Falecendo aquele rico nababo em 18 de junho de 1711, legou todo o seu
patrimônio para os padres da Companhia de Jesus, que logo se assenhorearam dos
bens. É sabido que foi o padre Manoel da Costa, o primeiro jesuíta que veio
inventariar os bens, tomar posse e administrar o imenso patrimônio que lhes foi
legado pelo moribundo defunto. Ao que consta estabeleceu-se inicialmente na
fazenda da Torre, no vale do rio Canindé. Entretanto, logo percebeu que aquela
localização não lhe era adequada.
Foi, portanto, há cerca de
trezentos anos que ele e seus irmãos de fé descobriram ali mesmo naquele vale
canindeense, local mais apropriado para situar a sede de seus negócios na bacia
parnaibana. Fundaram fazenda no alto de uma colina circundada por baixões e
brejos, a que denominaram Santo Inácio, em homenagem a Ignácio de Loiola,
patrono de sua ordem.
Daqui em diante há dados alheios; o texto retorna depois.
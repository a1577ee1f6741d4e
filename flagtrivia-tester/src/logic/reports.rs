use anyhow::Result;
use colored::Colorize;
use std::io::Write;
use std::time::Duration;

use super::ScenarioResult;

#[allow(clippy::cast_precision_loss)]
fn success_rate(results: &[ScenarioResult]) -> f64 {
    if results.is_empty() {
        return 0.0;
    }
    let passed = results.iter().filter(|r| r.passed).count();
    (passed as f64 / results.len() as f64) * 100.0
}

pub fn generate_console_report<W: Write + ?Sized>(
    out: &mut W,
    results: &[ScenarioResult],
    total_duration: Duration,
) -> Result<()> {
    writeln!(out)?;
    writeln!(out, "{}", "📊 Match Simulation Summary".bright_cyan().bold())?;
    writeln!(out, "{}", "===========================".cyan())?;

    let total_tests = results.len();
    let passed_tests = results.iter().filter(|r| r.passed).count();
    let failed_tests = total_tests - passed_tests;

    writeln!(out, "Total scenario runs: {total_tests}")?;
    writeln!(out, "Passed: {}", passed_tests.to_string().green())?;
    writeln!(out, "Failed: {}", failed_tests.to_string().red())?;
    writeln!(out, "Success rate: {:.1}%", success_rate(results))?;
    writeln!(out, "Total time: {total_duration:?}")?;
    writeln!(out)?;

    for result in results {
        let status = if result.passed {
            "✅ PASS".green()
        } else {
            "❌ FAIL".red()
        };

        writeln!(out, "{} {} (seed {})", status, result.scenario_name.bold(), result.seed)?;
        writeln!(
            out,
            "   Iterations: {}/{} successful, {} won outright",
            result.successful_iterations, result.iterations_run, result.wins
        )?;
        writeln!(out, "   Average turns: {:.1}", result.average_turns)?;
        writeln!(out, "   Average time: {:?}", result.average_duration)?;

        if !result.failures.is_empty() {
            writeln!(out, "   Failures:")?;
            for failure in &result.failures {
                writeln!(out, "     • {}", failure.red())?;
            }
        }
        writeln!(out)?;
    }

    let fastest = results.iter().min_by_key(|r| r.average_duration);
    let slowest = results.iter().max_by_key(|r| r.average_duration);
    if let (Some(fastest), Some(slowest)) = (fastest, slowest) {
        writeln!(out, "{}", "⚡ Performance Summary".bright_yellow().bold())?;
        writeln!(out, "{}", "=====================".yellow())?;
        writeln!(
            out,
            "Fastest: {} ({:?})",
            fastest.scenario_name.green(),
            fastest.average_duration
        )?;
        writeln!(
            out,
            "Slowest: {} ({:?})",
            slowest.scenario_name.yellow(),
            slowest.average_duration
        )?;
    }

    Ok(())
}

pub fn generate_json_report<W: Write + ?Sized>(out: &mut W, results: &[ScenarioResult]) -> Result<()> {
    let json_output = serde_json::to_string_pretty(results)?;
    writeln!(out, "{json_output}")?;
    Ok(())
}

pub fn generate_markdown_report<W: Write + ?Sized>(
    out: &mut W,
    results: &[ScenarioResult],
) -> Result<()> {
    writeln!(out, "# Flag Trivia Simulation Results\n")?;

    let total_tests = results.len();
    let passed_tests = results.iter().filter(|r| r.passed).count();

    writeln!(out, "## Summary\n")?;
    writeln!(out, "- **Total scenario runs**: {total_tests}")?;
    writeln!(out, "- **Passed**: {passed_tests}")?;
    writeln!(out, "- **Failed**: {}", total_tests - passed_tests)?;
    writeln!(out, "- **Success rate**: {:.1}%\n", success_rate(results))?;

    writeln!(out, "## Detailed Results\n")?;
    writeln!(out, "| Scenario | Seed | Result | Iterations | Wins | Avg turns |")?;
    writeln!(out, "|---|---|---|---|---|---|")?;
    for result in results {
        writeln!(
            out,
            "| {} | {} | {} | {}/{} | {} | {:.1} |",
            result.scenario_name,
            result.seed,
            if result.passed { "✅" } else { "❌" },
            result.successful_iterations,
            result.iterations_run,
            result.wins,
            result.average_turns
        )?;
    }

    let failing: Vec<_> = results.iter().filter(|r| !r.failures.is_empty()).collect();
    if !failing.is_empty() {
        writeln!(out, "\n## Failures\n")?;
        for result in failing {
            writeln!(out, "### {} (seed {})\n", result.scenario_name, result.seed)?;
            for failure in &result.failures {
                writeln!(out, "- {failure}")?;
            }
            writeln!(out)?;
        }
    }

    Ok(())
}
use anyhow::{Result, ensure};

use crate::common::scenario::TestScenario;
use crate::logic::{AnswerPolicy, MovePolicy, SimulationPlan, SimulationSummary};
use flagtrivia_game::constants::{ATTACK_REWARD, CATEGORIES, MOVE_REWARD};
use flagtrivia_game::{CategoryPolicy, MatchConfig};

const STALL_TURNS: u32 = 60;

pub fn catalog_scenarios() -> Vec<(&'static str, TestScenario)> {
    vec![
        (
            "smoke",
            TestScenario::new(
                "Smoke",
                "Default 2-player match, perfect answers, aggressive play",
                with_core_checks(SimulationPlan::new(
                    MatchConfig::default(),
                    AnswerPolicy::Perfect,
                    MovePolicy::Aggressive,
                )),
            ),
        ),
        (
            "perfect-duel",
            TestScenario::new(
                "Perfect Duel",
                "Hole-free duel where every attack lands; must end with a winner",
                with_core_checks(SimulationPlan::new(
                    MatchConfig::default().with_hole_count(0),
                    AnswerPolicy::Perfect,
                    MovePolicy::Aggressive,
                ))
                .with_expectation(winner_declared),
            ),
        ),
        (
            "four-way-brawl",
            TestScenario::new(
                "Four-Way Brawl",
                "4 players on 12x12 answering 80% correctly",
                with_core_checks(
                    SimulationPlan::new(
                        MatchConfig::default().with_players(4).with_board_size(12),
                        AnswerPolicy::Accuracy(0.8),
                        MovePolicy::Aggressive,
                    )
                    .with_max_turns(1_200),
                ),
            ),
        ),
        (
            "always-wrong-stalls",
            TestScenario::new(
                "Always Wrong Stalls",
                "Every answer is wrong: no pawn moves, no score, turns still rotate",
                with_core_checks(
                    SimulationPlan::new(
                        MatchConfig::default(),
                        AnswerPolicy::AlwaysWrong,
                        MovePolicy::Aggressive,
                    )
                    .with_max_turns(STALL_TURNS),
                )
                .with_expectation(nothing_changes),
            ),
        ),
        (
            "timeouts-forfeit",
            TestScenario::new(
                "Timeouts Forfeit",
                "Every timer runs out; graded exactly like wrong answers",
                with_core_checks(
                    SimulationPlan::new(
                        MatchConfig::default().with_players(3).with_board_size(9),
                        AnswerPolicy::TimesOut,
                        MovePolicy::Random,
                    )
                    .with_max_turns(STALL_TURNS),
                )
                .with_expectation(nothing_changes),
            ),
        ),
        (
            "random-categories",
            TestScenario::new(
                "Random Categories",
                "Uniform-random category layout with random play",
                with_core_checks(
                    SimulationPlan::new(
                        MatchConfig::default()
                            .with_board_size(10)
                            .with_category_policy(CategoryPolicy::UniformRandom),
                        AnswerPolicy::Accuracy(0.6),
                        MovePolicy::Random,
                    )
                    .with_max_turns(600),
                )
                .with_expectation(categories_are_known),
            ),
        ),
        (
            "cautious-standoff",
            TestScenario::new(
                "Cautious Standoff",
                "Cautious movers keep their flags home",
                with_core_checks(SimulationPlan::new(
                    MatchConfig::default().with_players(3),
                    AnswerPolicy::Accuracy(0.7),
                    MovePolicy::Cautious,
                )),
            ),
        ),
        (
            "large-board",
            TestScenario::new(
                "Large Board",
                "4 players on the largest board with 60 holes",
                with_core_checks(
                    SimulationPlan::new(
                        MatchConfig::default()
                            .with_players(4)
                            .with_board_size(32)
                            .with_hole_count(60),
                        AnswerPolicy::Perfect,
                        MovePolicy::Aggressive,
                    )
                    .with_max_turns(3_000),
                ),
            ),
        ),
    ]
}

fn with_core_checks(plan: SimulationPlan) -> SimulationPlan {
    plan.with_expectation(invariants_hold)
        .with_expectation(scores_match_actions)
        .with_expectation(eliminations_are_consistent)
}

fn invariants_hold(summary: &SimulationSummary) -> Result<()> {
    ensure!(
        summary.invariant_violations.is_empty(),
        "invariant violations: {}",
        summary.invariant_violations.join("; ")
    );
    Ok(())
}

fn scores_match_actions(summary: &SimulationSummary) -> Result<()> {
    let expected = summary.successful_moves * MOVE_REWARD + summary.captures * ATTACK_REWARD;
    ensure!(
        summary.total_score() == expected,
        "total score {} does not match {} moves and {} captures",
        summary.total_score(),
        summary.successful_moves,
        summary.captures
    );
    Ok(())
}

fn eliminations_are_consistent(summary: &SimulationSummary) -> Result<()> {
    let players = usize::from(summary.config.players);
    ensure!(
        summary.eliminations.len() < players,
        "{} eliminations in a {players}-player match",
        summary.eliminations.len()
    );
    ensure!(
        summary.eliminations.len() <= summary.captures as usize,
        "more eliminations than captures"
    );
    if let Some(winner) = summary.winner {
        ensure!(
            summary.eliminations.len() == players - 1,
            "{winner} declared winner with {} opponents still active",
            players - 1 - summary.eliminations.len()
        );
        ensure!(!summary.eliminations.contains(&winner), "winner was eliminated");
    }
    Ok(())
}

fn winner_declared(summary: &SimulationSummary) -> Result<()> {
    ensure!(
        summary.winner.is_some(),
        "no winner after {} turns ({})",
        summary.turns,
        summary.outcome_label()
    );
    Ok(())
}

fn nothing_changes(summary: &SimulationSummary) -> Result<()> {
    ensure!(summary.total_score() == 0, "scores changed: {:?}", summary.scores);
    ensure!(
        summary.successful_moves == 0 && summary.captures == 0,
        "a gated action succeeded"
    );
    ensure!(summary.winner.is_none(), "match ended without a correct answer");
    ensure!(
        summary.stalled || summary.turns == STALL_TURNS,
        "only {} of {STALL_TURNS} turns were played",
        summary.turns
    );
    Ok(())
}

fn categories_are_known(summary: &SimulationSummary) -> Result<()> {
    for category in &summary.board_categories {
        ensure!(
            CATEGORIES.contains(&category.as_str()),
            "unknown category {category} on the board"
        );
    }
    Ok(())
}

#[cfg(test)]
mod tests {
    use super::*;
    use crate::logic::MatchRunner;
    use flagtrivia_game::QuestionBank;
    use std::sync::Arc;

    fn runner() -> MatchRunner {
        let bank = QuestionBank::from_csv(include_str!("../../../../flagtrivia-game/data/questions.csv"));
        MatchRunner::new(Arc::new(bank), false)
    }

    fn run(key: &str, seed: u64) -> (TestScenario, SimulationSummary) {
        let (_, scenario) = catalog_scenarios()
            .into_iter()
            .find(|(k, _)| *k == key)
            .unwrap();
        let summary = runner().run_plan(&scenario.plan, seed).unwrap();
        (scenario, summary)
    }

    fn assert_passes(key: &str, seed: u64) {
        let (scenario, summary) = run(key, seed);
        for expectation in &scenario.plan.expectations {
            expectation.evaluate(&summary).unwrap();
        }
    }

    #[test]
    fn keys_are_unique() {
        let mut keys: Vec<_> = catalog_scenarios().into_iter().map(|(k, _)| k).collect();
        let total = keys.len();
        keys.sort_unstable();
        keys.dedup();
        assert_eq!(keys.len(), total);
    }

    #[test]
    fn smoke_passes() {
        assert_passes("smoke", 1337);
    }

    #[test]
    fn perfect_duel_passes() {
        assert_passes("perfect-duel", 1337);
        assert_passes("perfect-duel", 7);
    }

    #[test]
    fn always_wrong_passes() {
        assert_passes("always-wrong-stalls", 1);
        assert_passes("timeouts-forfeit", 1);
    }

    #[test]
    fn random_categories_passes() {
        assert_passes("random-categories", 21);
    }

    #[test]
    fn nothing_changes_rejects_a_scoring_run() {
        let (_, summary) = run("perfect-duel", 1337);
        assert!(nothing_changes(&summary).is_err());
    }
}
use std::collections::BTreeSet;
use std::sync::Arc;

use anyhow::{Context, Result};
use colored::Colorize;
use flagtrivia_game::{
    ActionResult, BankGate, MatchConfig, MatchEvent, MatchSession, MatchState, PlayerId,
    QuestionBank, check_invariants,
};

use crate::logic::policy::{AnswerPolicy, MovePolicy};

/// Turn cap applied when a plan does not set one.
pub const DEFAULT_MAX_TURNS: u32 = 400;

/// Everything needed to run one simulated match per seed.
#[derive(Debug, Clone)]
pub struct SimulationPlan {
    pub config: MatchConfig,
    pub answers: AnswerPolicy,
    pub moves: MovePolicy,
    pub max_turns: u32,
    pub expectations: Vec<SimulationExpectation>,
}

impl SimulationPlan {
    #[must_use]
    pub const fn new(config: MatchConfig, answers: AnswerPolicy, moves: MovePolicy) -> Self {
        Self {
            config,
            answers,
            moves,
            max_turns: DEFAULT_MAX_TURNS,
            expectations: Vec::new(),
        }
    }

    #[must_use]
    pub const fn with_max_turns(mut self, max_turns: u32) -> Self {
        self.max_turns = max_turns;
        self
    }

    #[must_use]
    pub fn with_expectation(mut self, expectation: impl Into<SimulationExpectation>) -> Self {
        self.expectations.push(expectation.into());
        self
    }
}

/// Assertion hook run after a simulation completes.
type SimulationExpectationFn =
    Arc<dyn Fn(&SimulationSummary) -> Result<()> + Send + Sync + 'static>;

#[derive(Clone)]
pub struct SimulationExpectation(SimulationExpectationFn);

impl std::fmt::Debug for SimulationExpectation {
    fn fmt(&self, f: &mut std::fmt::Formatter<'_>) -> std::fmt::Result {
        f.debug_struct("SimulationExpectation").finish()
    }
}

impl SimulationExpectation {
    /// Run the hook against a finished simulation.
    ///
    /// # Errors
    ///
    /// Returns the hook's error when the expectation does not hold.
    pub fn evaluate(&self, summary: &SimulationSummary) -> Result<()> {
        (self.0)(summary)
    }
}

impl<F> From<F> for SimulationExpectation
where
    F: Fn(&SimulationSummary) -> Result<()> + Send + Sync + 'static,
{
    fn from(f: F) -> Self {
        Self(Arc::new(f))
    }
}

/// Complete record of a simulated match.
#[derive(Debug, Clone)]
pub struct SimulationSummary {
    pub seed: u64,
    pub config: MatchConfig,
    pub answers: AnswerPolicy,
    pub moves: MovePolicy,
    /// Resolved actions that ended a turn.
    pub turns: u32,
    pub deselects: u32,
    pub winner: Option<PlayerId>,
    pub scores: Vec<u32>,
    pub successful_moves: u32,
    pub failed_moves: u32,
    pub captures: u32,
    pub failed_attacks: u32,
    pub eliminations: Vec<PlayerId>,
    pub questions_asked: u32,
    pub invariant_violations: Vec<String>,
    pub events: usize,
    /// Current player had no legal action before the match ended.
    pub stalled: bool,
    pub board_categories: BTreeSet<String>,
    pub final_state: MatchState,
}

impl SimulationSummary {
    #[must_use]
    pub fn total_score(&self) -> u32 {
        self.scores.iter().sum()
    }

    #[must_use]
    pub fn outcome_label(&self) -> String {
        match (self.winner, self.stalled) {
            (Some(winner), _) => format!("{winner} won"),
            (None, true) => "stalled".to_string(),
            (None, false) => "turn cap".to_string(),
        }
    }
}

/// Headless deterministic runner for the rules engine.
#[derive(Clone)]
pub struct MatchRunner {
    verbose: bool,
    bank: Arc<QuestionBank>,
}

impl MatchRunner {
    pub const fn new(bank: Arc<QuestionBank>, verbose: bool) -> Self {
        Self { verbose, bank }
    }

    pub const fn verbose(&self) -> bool {
        self.verbose
    }

    /// Play one match under `plan` with the given seed.
    ///
    /// # Errors
    ///
    /// Returns an error if the plan's configuration is rejected by the engine.
    pub fn run_plan(&self, plan: &SimulationPlan, seed: u64) -> Result<SimulationSummary> {
        let config = plan.config.clone().with_seed(seed);
        let gate = BankGate::new(
            QuestionBank::clone(&self.bank),
            seed,
            plan.answers.responder(seed.rotate_left(17)),
        )
        .with_time_limit(config.time_limit_secs);
        let mut session = MatchSession::start(config.clone(), gate)
            .with_context(|| format!("invalid match configuration {config:?}"))?;
        let mut policy = plan.moves.create_policy(seed);

        let mut summary = SimulationSummary {
            seed,
            config,
            answers: plan.answers,
            moves: plan.moves,
            turns: 0,
            deselects: 0,
            winner: None,
            scores: Vec::new(),
            successful_moves: 0,
            failed_moves: 0,
            captures: 0,
            failed_attacks: 0,
            eliminations: Vec::new(),
            questions_asked: 0,
            invariant_violations: Vec::new(),
            events: 0,
            stalled: false,
            board_categories: BTreeSet::new(),
            final_state: session.state().clone(),
        };

        while summary.turns < plan.max_turns && !session.state().is_over() {
            let Some(action) = policy.pick_action(session.state()) else {
                summary.stalled = true;
                break;
            };
            session.select(i32::from(action.from.row), i32::from(action.from.col));
            let result = session.target(i32::from(action.to.row), i32::from(action.to.col));
            record_result(&mut summary, result);

            for event in session.drain_events() {
                summary.events += 1;
                if let MatchEvent::PlayerEliminated { player, .. } = event {
                    summary.eliminations.push(player);
                }
            }
            summary.invariant_violations.extend(
                check_invariants(session.state())
                    .into_iter()
                    .map(|violation| format!("turn {}: {violation}", summary.turns)),
            );

            if self.verbose && result.ends_turn() {
                println!(
                    "    {} {:?} -> {:?}: {:?}",
                    policy.name().dimmed(),
                    action.from,
                    action.to,
                    result
                );
            }
        }

        let (state, gate) = session.into_parts();
        summary.winner = state.winner();
        summary.scores = state.players().iter().map(|p| p.score).collect();
        summary.questions_asked = gate.asked();
        summary.board_categories = state
            .board()
            .iter()
            .map(|(_, cell)| cell.category.clone())
            .collect();
        summary.final_state = state;
        Ok(summary)
    }
}

fn record_result(summary: &mut SimulationSummary, result: ActionResult) {
    match result {
        ActionResult::MoveSuccess => summary.successful_moves += 1,
        ActionResult::MoveFailure => summary.failed_moves += 1,
        ActionResult::AttackSuccess => summary.captures += 1,
        ActionResult::AttackFailure => summary.failed_attacks += 1,
        ActionResult::Deselected | ActionResult::Invalid => summary.deselects += 1,
    }
    if result.ends_turn() {
        summary.turns += 1;
    }
}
Ali no vale ribeirinho separaram três olhos d’águas a que
circularam com pedras, sendo um designado para o banho, outro para o consumo
humano e, por fim, um terceiro para os animais. No alto da colina construíram
casa, capela e curral que, embora ruindo com a ação do tempo foram
reconstruídos os dois primeiros sobre os antigos escombros e ali estão para
testemunhar três séculos de história da fundação de nossa sociedade.
Percebemos que a sede fora
construída em terreno elevado que se atira sobre o vale ribeirinho. Certamente,
foi primordial para a escolha do local questões de segurança, pois dali podiam
os religiosos surpreender visitantes que se aproximassem desde relativa
distância; e naquela época em que ainda perambulavam tribos indígenas, assim
como malfeitores e cavaleiros solitários, não é de se desprezar essa hipótese;
também, o ponto elevado servia para fiscalizar o rebanho que pastava no vale
ribeirinho; certamente, questões de estética e arejamento ajudaram nessa
escolha. Por outro lado, as nascentes que rumorejavam no terreno embrejado que
circunda o pequeno planalto foram primordiais para os jesuítas ali assentaram a
sua sede administrativa. Por fim, no brejo que se avizinhava podiam plantar
suas lavouras e apascentar os cavalos de montaria e as vacas paridas para a
ordenha matutina. Era um oásis no sertão semiárido. E o Canindé em seu percurso
temporário distava cerca de meia légua.
Dali administraram suas fazendas,
mandando vender anualmente os bois excedentes nas feiras de Pernambuco e Bahia,
até quando, em 1758, foram expulsos da colônia por ordem do ministro Sebastião
José de Carvalho e Melo, todo poderoso conde de Oeiras, depois marquês de
Pombal. Nesse período o Brejo de Santo Inácio foi uma fazenda que se fez notar.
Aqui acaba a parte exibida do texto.